What is pentest-ai-agents and what does it include
The project organizes its 28 subagents by typical phases of a penetration test: reconnaissance, enumeration, vulnerability analysis, exploitation, post-exploitation, and report generation. Each subagent is designed to receive a specific scope (a domain, an IP range, a service) and return structured results that the orchestrator agent can chain together.
Some of the most notable subagents covered in the source:
- Recon Agent: combines passive OSINT with subdomain enumeration.
- Port Scanner Agent: orchestrates calls to tools like nmap via MCP server and parses output for the main agent.
- Web Vuln Agent: automates OWASP Top 10 checks against defined endpoints.
- Privilege Escalation Agent: suggests escalation vectors based on the system context received.
- Report Writer Agent: takes accumulated findings from the session and generates a markdown report draft.
Why the chosen architecture matters
The approach of separate subagents rather than a single monolithic agent with hundreds of instructions has practical implications.
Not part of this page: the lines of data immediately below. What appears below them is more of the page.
//! Id registry and deferred reference resolution.
//!
//! Builders register every item that carries an `id` as soon as the item is
//! finished, and queue every URL they read. References are only checked once
//! the whole document exists, since forward references are legal.

use std::collections::HashMap;

use super::{DiagnosticKind, Diagnostics};
use crate::dom::Handle;

/// Where a reference was read from.
#[derive(Clone, Debug, PartialEq, Eq)]
pub struct ReferenceSite {
    /// Raw URL or id as written in the document.
    pub url: String,
    /// Element holding the reference.
    pub element: String,
    /// Attribute (or child element) holding the reference.
    pub attribute: String,
}

/// Id to handle map plus the queue of references awaiting resolution.
#[derive(Clone, Debug, Default)]
pub struct Registry {
    ids: HashMap<String, Handle>,
    pending: Vec<ReferenceSite>,
}

/// Id part of a same-document URL.
///
/// `#id` and bare `id` yield `id`; URLs pointing into another document
/// (`other.dae#id`) and empty strings yield `None`.
pub fn fragment(url: &str) -> Option<&str> {
    let url = url.trim();
    let id = match url.split_once('#') {
        Some(("", id)) => id,
        Some(_) => return None,
        None => url,
    };
    (!id.is_empty()).then_some(id)
}

impl Registry {
    /// Create an empty registry.
    pub fn new() -> Self {
        Self::default()
    }

    /// Register `id`. Returns false and records a `DuplicateId` warning if
    /// the id is already taken; the earlier registration is kept.
    pub fn register(&mut self, id: &str, handle: Handle, element: &str, diags: &mut Diagnostics<'_>) -> bool {
        if let Some(existing) = self.ids.get(id) {
            diags.warn(
                DiagnosticKind::DuplicateId,
                element,
                id,
                format!("id already registered for {existing:?}; keeping the first"),
            );
            return false;
        }
        self.ids.insert(id.to_string(), handle);
        true
    }

    /// Queue a reference for the resolution pass.
    pub fn reference(&mut self, url: &str, element: &str, attribute: &str) {
        self.pending.push(ReferenceSite {
            url: url.to_string(),
            element: element.to_string(),
            attribute: attribute.to_string(),
        });
    }

    /// Look up a registered id.
    pub fn get(&self, id: &str) -> Option<Handle> {
        self.ids.get(id).copied()
    }

    /// Resolve a URL (`#id` or bare id) against the registered ids.
    pub fn resolve(&self, url: &str) -> Option<Handle> {
        fragment(url).and_then(|id| self.get(id))
    }

    /// Check every queued reference. Unresolvable ones are returned and
    /// reported as `UnresolvedReference` warnings. Drains the queue.
    pub fn resolve_pending(&mut self, diags: &mut Diagnostics<'_>) -> Vec<ReferenceSite> {
        let pending = std::mem::take(&mut self.pending);
        let mut unresolved = Vec::new();
        for site in pending {
            if self.resolve(&site.url).is_some() {
                continue;
            }
            let why = if fragment(&site.url).is_none() {
                "URL does not point into this document"
            } else {
                "no element with this id"
            };
            diags.warn(
                DiagnosticKind::UnresolvedReference,
                &site.element,
                &site.url,
                format!("{} '{}': {}", site.attribute, site.url, why),
            );
            unresolved.push(site);
        }
        unresolved
    }

    /// Number of references still queued.
    pub fn pending_len(&self) -> usize {
        self.pending.len()
    }

    /// Number of registered ids.
    pub fn len(&self) -> usize {
        self.ids.len()
    }

    /// Check if no ids are registered.
    pub fn is_empty(&self) -> bool {
        self.ids.is_empty()
    }

    /// Iterate over registered ids.
    pub fn iter(&self) -> impl Iterator<Item = (&str, Handle)> {
        self.ids.iter().map(|(k, v)| (k.as_str(), *v))
    }
}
First, the context window is managed better: each subagent works with its specific slice of information, without dragging along accumulated noise from earlier phases. Second, specialization makes system instructions more precise and therefore results more predictable.
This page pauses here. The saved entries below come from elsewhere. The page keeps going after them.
//! Indented text dump of a document tree.

use std::fmt::{self, Write};

use super::{
    Animation, ArrayValues, Asset, ColorOrTexture, Document, Effect, Image, ImageSource, Item, Library,
    Material, ParamValue, Source,
};

const STEP: usize = 2;

fn pad(out: &mut dyn Write, indent: usize) -> fmt::Result {
    write!(out, "{:indent$}", "", indent = indent)
}

fn opt(s: &Option<String>) -> &str {
    s.as_deref().unwrap_or("")
}

trait Dump {
    fn dump(&self, out: &mut dyn Write, indent: usize) -> fmt::Result;
}

impl Document {
    /// Write an indented, human readable tree of the document.
    pub fn dump(&self, out: &mut dyn Write) -> fmt::Result {
        writeln!(out, "COLLADA version:{}", self.version().unwrap_or(""))?;
        if let Some(asset) = &self.asset {
            asset.dump(out, STEP)?;
        }
        if let Some(lib) = &self.images {
            dump_library(lib, "LibraryImages", out, STEP)?;
        }
        if let Some(lib) = &self.effects {
            dump_library(lib, "LibraryEffects", out, STEP)?;
        }
        if let Some(lib) = &self.materials {
            dump_library(lib, "LibraryMaterials", out, STEP)?;
        }
        if let Some(lib) = &self.animations {
            pad(out, STEP)?;
            writeln!(out, "LibraryAnimations id:{} name:{}", opt(&lib.id), opt(&lib.name))?;
            for &root in lib.root_indices() {
                dump_animation(lib, root, out, STEP * 2)?;
            }
        }
        Ok(())
    }

    /// The dump as a string.
    pub fn dump_string(&self) -> String {
        let mut s = String::new();
        // Writing into a String cannot fail.
        let _ = self.dump(&mut s);
        s
    }
}

fn dump_library<T: Item + Dump>(lib: &Library<T>, label: &str, out: &mut dyn Write, indent: usize) -> fmt::Result {
    pad(out, indent)?;
    writeln!(out, "{} id:{} name:{}", label, opt(&lib.id), opt(&lib.name))?;
    for item in lib.roots() {
        item.dump(out, indent + STEP)?;
    }
    Ok(())
}

impl Dump for Asset {
    fn dump(&self, out: &mut dyn Write, indent: usize) -> fmt::Result {
        pad(out, indent)?;
        writeln!(
            out,
            "Asset unit:{}({}) up:{} created:{}",
            self.unit.name,
            self.unit.meter,
            self.up_axis.as_str(),
            opt(&self.created)
        )?;
        for c in &self.contributors {
            pad(out, indent + STEP)?;
            writeln!(out, "Contributor author:{} tool:{}", opt(&c.author), opt(&c.authoring_tool))?;
        }
        Ok(())
    }
}

impl Dump for Image {
    fn dump(&self, out: &mut dyn Write, indent: usize) -> fmt::Result {
        pad(out, indent)?;
        writeln!(out, "Image id:{} name:{}", opt(&self.id), opt(&self.name))?;
        match &self.source {
            Some(ImageSource::InitFrom(uri)) => {
                pad(out, indent + STEP)?;
                writeln!(out, "InitFrom:{uri}")
            }
            Some(ImageSource::Data(bytes)) => {
                pad(out, indent + STEP)?;
                writeln!(out, "Data:{} bytes", bytes.len())
            }
            None => Ok(()),
        }
    }
}

fn color_or_texture(value: &ColorOrTexture) -> String {
    match value {
        ColorOrTexture::Color(c) => format!("color({} {} {} {})", c.x, c.y, c.z, c.w),
        ColorOrTexture::Param(p) => format!("param({p})"),
        ColorOrTexture::Texture { texture, .. } => format!("texture({texture})"),
    }
}

impl Dump for Effect {
    fn dump(&self, out: &mut dyn Write, indent: usize) -> fmt::Result {
        pad(out, indent)?;
        writeln!(out, "Effect id:{} name:{}", opt(&self.id), opt(&self.name))?;
        let ind = indent + STEP;
        for p in &self.params {
            pad(out, ind)?;
            match &p.value {
                ParamValue::Surface(s) => {
                    writeln!(out, "NewParam sid:{} surface type:{} init_from:{}", p.sid, s.kind, opt(&s.init_from))?
                }
                ParamValue::Sampler2D(s) => writeln!(out, "NewParam sid:{} sampler2D source:{}", p.sid, opt(&s.source))?,
                other => writeln!(out, "NewParam sid:{} {:?}", p.sid, other)?,
            }
        }
        if let Some(t) = &self.technique {
            pad(out, ind)?;
            writeln!(out, "Technique sid:{} {}", opt(&t.sid), t.shading.tag())?;
            let slots = [
                ("emission", &t.emission),
                ("ambient", &t.ambient),
                ("diffuse", &t.diffuse),
                ("specular", &t.specular),
                ("reflective", &t.reflective),
                ("transparent", &t.transparent),
            ];
            for (label, value) in slots {
                if let Some(v) = value {
                    pad(out, ind + STEP)?;
                    writeln!(out, "{label}:{}", color_or_texture(v))?;
                }
            }
            if let Some(s) = t.shininess {
                pad(out, ind + STEP)?;
                writeln!(out, "shininess:{s}")?;
            }
        }
        Ok(())
    }
}

impl Dump for Material {
    fn dump(&self, out: &mut dyn Write, indent: usize) -> fmt::Result {
        pad(out, indent)?;
        writeln!(out, "Material id:{} name:{}", opt(&self.id), opt(&self.name))?;
        if let Some(ie) = &self.instance_effect {
            pad(out, indent + STEP)?;
            writeln!(out, "InstanceEffect sid:{} name:{} url:{}", opt(&ie.sid), opt(&ie.name), ie.url)?;
        }
        Ok(())
    }
}

impl Dump for Source {
    fn dump(&self, out: &mut dyn Write, indent: usize) -> fmt::Result {
        pad(out, indent)?;
        writeln!(out, "Source id:{} name:{}", self.id, opt(&self.name))?;
        if let Some(array) = &self.array {
            pad(out, indent + STEP)?;
            let preview = match &array.values {
                ArrayValues::Float(v) => format!("{:?}", &v[..v.len().min(6)]),
                ArrayValues::Int(v) => format!("{:?}", &v[..v.len().min(6)]),
                ArrayValues::Bool(v) => format!("{:?}", &v[..v.len().min(6)]),
                ArrayValues::Name(v) | ArrayValues::IdRef(v) => format!("{:?}", &v[..v.len().min(6)]),
            };
            writeln!(out, "{} id:{} count:{} {}", array.values.tag(), opt(&array.id), array.count, preview)?;
        }
        if let Some(acc) = &self.accessor {
            pad(out, indent + STEP)?;
            writeln!(out, "Accessor source:{} count:{} stride:{}", acc.source, acc.count, acc.stride)?;
        }
        Ok(())
    }
}

/// Dump an animation and its nested animations, depth first, without
/// recursing.
fn dump_animation(lib: &Library<Animation>, root: usize, out: &mut dyn Write, indent: usize) -> fmt::Result {
    let mut pending = vec![(root, indent)];
    while let Some((index, indent)) = pending.pop() {
        let Some(anim) = lib.get(index) else {
            continue;
        };
        pad(out, indent)?;
        writeln!(out, "Animation id:{} name:{}", opt(&anim.id), opt(&anim.name))?;
        let ind = indent + STEP;
        for source in &anim.sources {
            source.dump(out, ind)?;
        }
        for sampler in &anim.samplers {
            pad(out, ind)?;
            writeln!(out, "Sampler id:{}", opt(&sampler.id))?;
            for input in &sampler.inputs {
                pad(out, ind + STEP)?;
                writeln!(out, "Input semantic:{} source:{}", input.semantic, input.source)?;
            }
        }
        for channel in &anim.channels {
            pad(out, ind)?;
            writeln!(out, "Channel source:{} target:{}", channel.source, channel.target)?;
        }
        pending.extend(anim.children.iter().rev().map(|&child| (child, ind)));
    }
    Ok(())
}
There is also a maintenance advantage: if reconnaissance logic changes because an external tool changes its API or output format, you only need to update that subagent, not rewrite an entire monolithic prompt.
Applied to cybersecurity, this approach makes even more sense: a pentester might want to activate only certain phases depending on the type of engagement (white box, black box, red team) without modifying the overall configuration.
Who it's useful for
The most obvious profile is pentesters already working with Claude Code who want to automate the more mechanical parts of an engagement: initial reconnaissance, generating repetitive commands, correlating findings, drafting reports. It does not replace the technical judgment of the professional, but it does reduce the time spent on low-value cognitive tasks.
It is also relevant for internal security teams (blue team or DevSecOps) that conduct periodic attack surface reviews and need a way to standardize the process without depending on a single expert who remembers all the steps.
And there is a third, less obvious profile: cybersecurity instructors and students who can use the repository as a reference for how to structure a pentesting workflow, regardless of whether they use Claude Code or not.
What you should understand before using it
A project like this raises questions that the repository should answer clearly in its documentation: what controls exist to prevent subagents from executing actions outside the authorized scope? How is logging of actions managed to meet the requirements of a real engagement? Are the MCP servers that some agents need from third parties or included?
Without clear answers to those questions, the project remains closer to an advanced proof of concept than a production-ready tool in a regulated environment.
That said, the fact that the Claude Code ecosystem is producing specialized collections of this scale is a signal that the subagent architecture is starting to gain real traction beyond generic use cases. For the niche of offensive cybersecurity, where assisted automation has very concrete value, a repository structured like this was only a matter of time.